*** Opening Dataset excerpts ***

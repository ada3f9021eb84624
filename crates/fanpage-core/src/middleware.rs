use axum::http::{HeaderName, Request};
use tower_http::request_id::{
    MakeRequestId, PropagateRequestIdLayer, RequestId, SetRequestIdLayer,
};
use tower_http::trace::{HttpMakeClassifier, TraceLayer};
use tracing::Span;
use uuid::Uuid;

/// Header carrying the per-request correlation id.
pub const X_REQUEST_ID: &str = "x-request-id";

#[derive(Clone, Default)]
pub struct MakeUuidRequestId;

impl MakeRequestId for MakeUuidRequestId {
    fn make_request_id<B>(&mut self, _request: &Request<B>) -> Option<RequestId> {
        let id = Uuid::new_v4().to_string();
        id.parse().ok().map(RequestId::new)
    }
}

/// Assign an `x-request-id` to requests that arrive without one.
pub fn request_id_layer() -> SetRequestIdLayer<MakeUuidRequestId> {
    SetRequestIdLayer::new(HeaderName::from_static(X_REQUEST_ID), MakeUuidRequestId)
}

/// Copy the request's `x-request-id` onto the response.
pub fn propagate_request_id_layer() -> PropagateRequestIdLayer {
    PropagateRequestIdLayer::new(HeaderName::from_static(X_REQUEST_ID))
}

fn make_request_span<B>(request: &Request<B>) -> Span {
    let request_id = request
        .headers()
        .get(X_REQUEST_ID)
        .and_then(|v| v.to_str().ok())
        .unwrap_or("-");
    tracing::info_span!(
        "request",
        method = %request.method(),
        uri = %request.uri(),
        request_id = %request_id,
    )
}

/// Request/response tracing with the request id on every span.
///
/// Must sit inside [`request_id_layer`] so the id is already set.
pub fn trace_layer() -> TraceLayer<HttpMakeClassifier, fn(&Request<axum::body::Body>) -> Span> {
    TraceLayer::new_for_http().make_span_with(make_request_span::<axum::body::Body> as fn(&_) -> _)
}
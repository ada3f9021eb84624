use chrono::{DateTime, Duration, Utc};
use tracing::info;
use uuid::Uuid;

use fanpage_domain::code::generate_code;

use crate::domain::repository::{ApprovalCodeRepository, ProfileRepository};
use crate::domain::types::{ApprovalCode, MAX_CODE_TTL_MINUTES};
use crate::error::ApprovalServiceError;
use crate::usecase::require_admin;

pub struct IssueCodeInput {
    pub subject_id: Uuid,
    /// Falls back to the configured default when `None`.
    pub ttl_minutes: Option<i64>,
}

/// Plaintext code, returned to the issuer exactly once.
#[derive(Debug, Clone)]
pub struct IssuedCode {
    pub code: String,
    pub subject_id: Uuid,
    pub ttl_minutes: i64,
    pub expires_at: DateTime<Utc>,
}

pub struct IssueCodeUseCase<P, A>
where
    P: ProfileRepository,
    A: ApprovalCodeRepository,
{
    pub profiles: P,
    pub codes: A,
    pub default_ttl_minutes: i64,
}

impl<P, A> IssueCodeUseCase<P, A>
where
    P: ProfileRepository,
    A: ApprovalCodeRepository,
{
    pub async fn execute(
        &self,
        caller_id: Uuid,
        input: IssueCodeInput,
    ) -> Result<IssuedCode, ApprovalServiceError> {
        // 1. Caller must be an admin → 401 otherwise, before anything is written
        require_admin(&self.profiles, caller_id).await?;

        // 2. Reject nonsensical lifetimes → 400
        let ttl_minutes = input.ttl_minutes.unwrap_or(self.default_ttl_minutes);
        validate_ttl(ttl_minutes)?;

        // 3. Subject must exist → 404
        self.profiles
            .find_by_id(input.subject_id)
            .await?
            .ok_or(ApprovalServiceError::SubjectNotFound)?;

        // 4. Mint and persist
        mint_code(&self.codes, caller_id, input.subject_id, ttl_minutes).await
    }
}

pub(crate) fn validate_ttl(ttl_minutes: i64) -> Result<(), ApprovalServiceError> {
    if (1..=MAX_CODE_TTL_MINUTES).contains(&ttl_minutes) {
        Ok(())
    } else {
        Err(ApprovalServiceError::InvalidTtl)
    }
}

/// Generate a code for an already-validated subject and persist it.
///
/// Prior outstanding codes of the subject stay valid.
pub(crate) async fn mint_code<A: ApprovalCodeRepository>(
    codes: &A,
    issued_by: Uuid,
    subject_id: Uuid,
    ttl_minutes: i64,
) -> Result<IssuedCode, ApprovalServiceError> {
    let now = Utc::now();
    let record = ApprovalCode {
        id: Uuid::now_v7(),
        subject_id,
        code: generate_code(),
        issued_by,
        created_at: now,
        expires_at: now + Duration::minutes(ttl_minutes),
        used_at: None,
        sent_to_email: None,
        sent_at: None,
    };
    codes.create(&record).await?;

    info!(
        code_id = %record.id,
        %subject_id,
        %issued_by,
        ttl_minutes,
        "approval code issued"
    );
    Ok(IssuedCode {
        code: record.code,
        subject_id,
        ttl_minutes,
        expires_at: record.expires_at,
    })
}
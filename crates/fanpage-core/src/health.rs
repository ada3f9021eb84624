use axum::http::StatusCode;
use sea_orm::DatabaseConnection;

/// Handler for `GET /healthz`: liveness check.
pub async fn healthz() -> StatusCode {
    StatusCode::OK
}

/// Readiness of a service whose only hard dependency is its database.
///
/// Services wrap this in their own `GET /readyz` handler.
pub async fn database_ready(db: &DatabaseConnection) -> StatusCode {
    match db.ping().await {
        Ok(()) => StatusCode::OK,
        Err(e) => {
            tracing::warn!(error = %e, "database ping failed");
            StatusCode::SERVICE_UNAVAILABLE
        }
    }
}
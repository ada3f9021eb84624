use tracing_subscriber::{EnvFilter, fmt, layer::SubscriberExt, util::SubscriberInitExt};

/// Filter used when `RUST_LOG` is unset.
const DEFAULT_FILTER: &str = "info,sqlx=warn";

/// Initialize structured stdout tracing. Call once at service startup.
/// Uses JSON format with env-filter (`RUST_LOG` env var).
///
/// Safe to call multiple times; subsequent calls are silently ignored.
pub fn init_tracing() {
    let filter =
        EnvFilter::try_from_default_env().unwrap_or_else(|_| EnvFilter::new(DEFAULT_FILTER));
    let _ = tracing_subscriber::registry()
        .with(filter)
        .with(fmt::layer().json())
        .try_init();
}
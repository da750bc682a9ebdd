//! `chainsink run`: consume a JSON-lines block stream and load it.
//!
//! Ctrl-C cancels the run. Work already committed stays committed, the
//! staged remainder is dropped and replayed from the stored cursor on the
//! next start.

use std::sync::Arc;

use anyhow::{Context, Result};
use tokio::io::BufReader;
use tracing::{error, info, warn};

use chainsink_core::cancel::CancelSignal;
use chainsink_core::config::{LoaderConfig, SinkerConfig};
use chainsink_core::connection::Connection;
use chainsink_core::dialect::DialectRegistry;
use chainsink_core::dsn::Dsn;
use chainsink_core::loader::Loader;
use chainsink_core::sinker::Sinker;
use chainsink_core::stream::{BlockStream, JsonLinesStream};

pub async fn run(
    dsn: &Dsn,
    input: &str,
    loader_config: LoaderConfig,
    sinker_config: SinkerConfig,
) -> Result<()> {
    sinker_config.validate()?;
    let conn = chainsink_storage::connect(dsn).await.context("connect")?;

    let (handle, cancel) = CancelSignal::channel();
    tokio::spawn(async move {
        if tokio::signal::ctrl_c().await.is_ok() {
            warn!("interrupt received, stopping");
            handle.cancel();
        }
    });

    if input == "-" {
        let stream = JsonLinesStream::new(BufReader::new(tokio::io::stdin()));
        sink(conn, loader_config, sinker_config, stream, cancel).await
    } else {
        let file = tokio::fs::File::open(input)
            .await
            .with_context(|| format!("open input '{}'", input))?;
        let stream = JsonLinesStream::new(BufReader::new(file));
        sink(conn, loader_config, sinker_config, stream, cancel).await
    }
}

/// Load `stream` through `conn` until it ends or `cancel` fires.
pub async fn sink<S: BlockStream>(
    conn: Arc<dyn Connection>,
    loader_config: LoaderConfig,
    sinker_config: SinkerConfig,
    stream: S,
    cancel: CancelSignal,
) -> Result<()> {
    let mut loader = Loader::new(conn, &DialectRegistry::with_defaults(), &loader_config)?;
    loader.load_tables().await.context("load table metadata")?;

    let mut sinker = Sinker::new(loader, stream, sinker_config).with_cancel(cancel);
    match sinker.run().await {
        Ok(()) => {
            info!("stream ended");
            Ok(())
        }
        Err(err) if err.is_cancelled() => {
            info!("run cancelled");
            Ok(())
        }
        Err(err) => {
            error!(fatal = err.is_fatal(), error = %err, "sink failed");
            Err(err.into())
        }
    }
}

*** Closing Dataset excerpts ***

How to complete this task:
In your answer, include only the lines above starting at the line that holds "use chainsink_core::cancel::CancelSignal;" and ending at the line that holds "sinker_config.validate()?;", copied exactly.

Output of the exercise:
use chainsink_core::cancel::CancelSignal;
use chainsink_core::config::{LoaderConfig, SinkerConfig};
use chainsink_core::connection::Connection;
use chainsink_core::dialect::DialectRegistry;
use chainsink_core::dsn::Dsn;
use chainsink_core::loader::Loader;
use chainsink_core::sinker::Sinker;
use chainsink_core::stream::{BlockStream, JsonLinesStream};

pub async fn run(
    dsn: &Dsn,
    input: &str,
    loader_config: LoaderConfig,
    sinker_config: SinkerConfig,
) -> Result<()> {
    sinker_config.validate()?;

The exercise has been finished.